(Given data)
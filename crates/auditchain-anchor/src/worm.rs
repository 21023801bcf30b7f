//! WORM object-store anchoring.
//!
//! Each anchor is written once as an immutable object whose body is the
//! canonical anchor payload, under a retention lock. The receipt copies the
//! body, its hash, the key and the retention terms, so it stays verifiable
//! even if the store is gone.

use std::collections::HashMap;
use std::fmt;
use std::fs::{self, OpenOptions};
use std::io::{ErrorKind, Write};
use std::path::{Component, Path, PathBuf};

use async_trait::async_trait;
use auditchain_core::{sha256_hex, AnchorPayload, AnchorReceipt};
use chrono::{DateTime, Duration, SecondsFormat, Utc};
use serde::{Deserialize, Serialize};
use tokio::sync::RwLock;

use crate::backend::{
    check_receipt_hash, new_receipt, AnchorBackend, AnchorReason, AnchorVerification,
};
use crate::error::{AnchorError, Result};

pub const WORM_BACKEND: &str = "worm";

/// Default retention period of anchor objects.
pub const DEFAULT_RETENTION_DAYS: u32 = 2555;

/// Object-lock retention mode.
#[derive(Debug, Clone, Copy, PartialEq, Eq, Default, Serialize, Deserialize)]
#[serde(rename_all = "snake_case")]
pub enum RetentionMode {
    /// Privileged principals may still shorten or lift the lock.
    #[default]
    Governance,
    /// Nobody can shorten the lock until it expires.
    Compliance,
}

impl RetentionMode {
    pub fn as_str(&self) -> &'static str {
        match self {
            Self::Governance => "governance",
            Self::Compliance => "compliance",
        }
    }
}

impl fmt::Display for RetentionMode {
    fn fmt(&self, f: &mut fmt::Formatter<'_>) -> fmt::Result {
        f.write_str(self.as_str())
    }
}

#[derive(Debug, Clone, PartialEq, Eq, Serialize, Deserialize)]
#[serde(rename_all = "camelCase")]
pub struct ObjectRetention {
    pub mode: RetentionMode,
    pub retain_until: String,
}

/// Write-once object storage.
#[async_trait]
pub trait ObjectStore: Send + Sync {
    /// Store `body` under `key`. An existing key is never overwritten.
    async fn put_immutable(&self, key: &str, body: &[u8], retention: &ObjectRetention)
        -> Result<()>;

    /// Read an object back.
    async fn get(&self, key: &str) -> Result<Option<Vec<u8>>>;

    /// Human-readable location of the store, recorded in proofs.
    fn location(&self) -> String;
}

/// Reject keys that would escape the store root.
fn validate_key(key: &str) -> Result<()> {
    let path = Path::new(key);
    let escapes = key.is_empty()
        || path.is_absolute()
        || path
            .components()
            .any(|c| !matches!(c, Component::Normal(_)));
    if escapes {
        return Err(AnchorError::InvalidKey(key.to_string()));
    }
    Ok(())
}

/// Filesystem object store.
///
/// Objects are created with `create_new`, made read-only, and get a
/// `.retention.json` sidecar describing the lock.
#[derive(Debug, Clone)]
pub struct FsObjectStore {
    root: PathBuf,
}

impl FsObjectStore {
    pub fn new(root: impl Into<PathBuf>) -> Self {
        Self { root: root.into() }
    }

    pub fn root(&self) -> &Path {
        &self.root
    }

    fn write_new(path: &Path, bytes: &[u8]) -> Result<()> {
        let mut file = OpenOptions::new()
            .write(true)
            .create_new(true)
            .open(path)
            .map_err(|e| match e.kind() {
                ErrorKind::AlreadyExists => AnchorError::AlreadyExists(path.display().to_string()),
                _ => AnchorError::Io(e),
            })?;
        file.write_all(bytes)?;
        file.sync_all()?;

        let mut permissions = file.metadata()?.permissions();
        permissions.set_readonly(true);
        fs::set_permissions(path, permissions)?;
        Ok(())
    }
}

#[async_trait]
impl ObjectStore for FsObjectStore {
    async fn put_immutable(
        &self,
        key: &str,
        body: &[u8],
        retention: &ObjectRetention,
    ) -> Result<()> {
        validate_key(key)?;
        let path = self.root.join(key);
        let sidecar = self.root.join(format!("{key}.retention.json"));
        let body = body.to_vec();
        let retention = serde_json::to_vec(retention)?;

        tokio::task::spawn_blocking(move || {
            if let Some(parent) = path.parent() {
                fs::create_dir_all(parent)?;
            }
            Self::write_new(&path, &body)?;
            Self::write_new(&sidecar, &retention)
        })
        .await
        .map_err(|e| AnchorError::Join(e.to_string()))?
    }

    async fn get(&self, key: &str) -> Result<Option<Vec<u8>>> {
        validate_key(key)?;
        let path = self.root.join(key);
        tokio::task::spawn_blocking(move || match fs::read(&path) {
            Ok(bytes) => Ok(Some(bytes)),
            Err(e) if e.kind() == ErrorKind::NotFound => Ok(None),
            Err(e) => Err(AnchorError::Io(e)),
        })
        .await
        .map_err(|e| AnchorError::Join(e.to_string()))?
    }

    fn location(&self) -> String {
        format!("file://{}", self.root.display())
    }
}

/// In-memory object store for tests.
#[derive(Debug, Default)]
pub struct MemoryObjectStore {
    objects: RwLock<HashMap<String, (Vec<u8>, ObjectRetention)>>,
}

impl MemoryObjectStore {
    pub fn new() -> Self {
        Self::default()
    }

    /// Retention terms of a stored object.
    pub async fn retention(&self, key: &str) -> Option<ObjectRetention> {
        self.objects.read().await.get(key).map(|(_, r)| r.clone())
    }
}

#[async_trait]
impl ObjectStore for MemoryObjectStore {
    async fn put_immutable(
        &self,
        key: &str,
        body: &[u8],
        retention: &ObjectRetention,
    ) -> Result<()> {
        validate_key(key)?;
        let mut objects = self.objects.write().await;
        if objects.contains_key(key) {
            return Err(AnchorError::AlreadyExists(key.to_string()));
        }
        objects.insert(key.to_string(), (body.to_vec(), retention.clone()));
        Ok(())
    }

    async fn get(&self, key: &str) -> Result<Option<Vec<u8>>> {
        Ok(self.objects.read().await.get(key).map(|(b, _)| b.clone()))
    }

    fn location(&self) -> String {
        "memory://".to_string()
    }
}

/// Evidence carried by a WORM receipt.
#[derive(Debug, Clone, PartialEq, Eq, Serialize, Deserialize)]
#[serde(rename_all = "camelCase")]
pub struct WormProof {
    pub location: String,
    pub object_key: String,
    pub object_body: String,
    pub object_body_hash: String,
    pub retention_mode: RetentionMode,
    pub retain_until: String,
}

/// Anchors checkpoints as immutable objects.
pub struct WormAnchor<O: ObjectStore> {
    store: O,
    mode: RetentionMode,
    retention_days: u32,
    prefix: String,
}

impl<O: ObjectStore> WormAnchor<O> {
    pub fn new(store: O, mode: RetentionMode, retention_days: u32) -> Self {
        Self {
            store,
            mode,
            retention_days,
            prefix: "audit-anchors".to_string(),
        }
    }

    /// Key prefix for anchor objects.
    pub fn with_prefix(mut self, prefix: impl Into<String>) -> Self {
        self.prefix = prefix.into();
        self
    }

    pub fn store(&self) -> &O {
        &self.store
    }

    fn retain_until(&self, anchored_at: &str) -> String {
        let start = DateTime::parse_from_rfc3339(anchored_at)
            .map(|t| t.with_timezone(&Utc))
            .unwrap_or_else(|_| Utc::now());
        (start + Duration::days(i64::from(self.retention_days)))
            .to_rfc3339_opts(SecondsFormat::Millis, true)
    }
}

#[async_trait]
impl<O: ObjectStore> AnchorBackend for WormAnchor<O> {
    fn name(&self) -> &str {
        WORM_BACKEND
    }

    async fn anchor_payload(&self, payload: &AnchorPayload) -> Result<AnchorReceipt> {
        let mut receipt = new_receipt(WORM_BACKEND, payload)?;
        let body = payload.canonical()?;
        let key = format!(
            "{}/{:012}-{}.json",
            self.prefix, payload.seq, payload.checkpoint_id
        );
        let retention = ObjectRetention {
            mode: self.mode,
            retain_until: self.retain_until(&payload.anchored_at),
        };

        self.store
            .put_immutable(&key, body.as_bytes(), &retention)
            .await?;

        let proof = WormProof {
            location: self.store.location(),
            object_key: key,
            object_body_hash: sha256_hex(body.as_bytes()),
            object_body: body,
            retention_mode: retention.mode,
            retain_until: retention.retain_until,
        };
        receipt.proof = serde_json::to_value(&proof)?;

        tracing::info!(
            backend = WORM_BACKEND,
            checkpoint_id = %payload.checkpoint_id,
            seq = payload.seq,
            object_key = %proof.object_key,
            retention_mode = %proof.retention_mode,
            "checkpoint anchored"
        );
        Ok(receipt)
    }

    async fn verify(&self, receipt: &AnchorReceipt) -> AnchorVerification {
        if let Some(failed) = check_receipt_hash(WORM_BACKEND, receipt) {
            return failed;
        }
        let Ok(proof) = serde_json::from_value::<WormProof>(receipt.proof.clone()) else {
            return AnchorVerification::invalid(AnchorReason::MalformedProof);
        };

        let body_hash = sha256_hex(proof.object_body.as_bytes());
        if body_hash != proof.object_body_hash || body_hash != receipt.anchor_hash {
            return AnchorVerification::invalid(AnchorReason::ProofBodyMismatch);
        }
        match auditchain_core::canonicalize(&receipt.anchor_payload) {
            Ok(canonical) if canonical == proof.object_body => AnchorVerification::ok(),
            Ok(_) => AnchorVerification::invalid(AnchorReason::ProofBodyMismatch),
            Err(_) => AnchorVerification::invalid(AnchorReason::MalformedProof),
        }
    }
}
(End Given data)
Exercise -
Find each line in the data above with the word "impl", then copy it.

Task response -
impl RetentionMode {
impl fmt::Display for RetentionMode {
impl FsObjectStore {
    pub fn new(root: impl Into<PathBuf>) -> Self {
impl ObjectStore for FsObjectStore {
impl MemoryObjectStore {
impl ObjectStore for MemoryObjectStore {
impl<O: ObjectStore> WormAnchor<O> {
    pub fn with_prefix(mut self, prefix: impl Into<String>) -> Self {
impl<O: ObjectStore> AnchorBackend for WormAnchor<O> {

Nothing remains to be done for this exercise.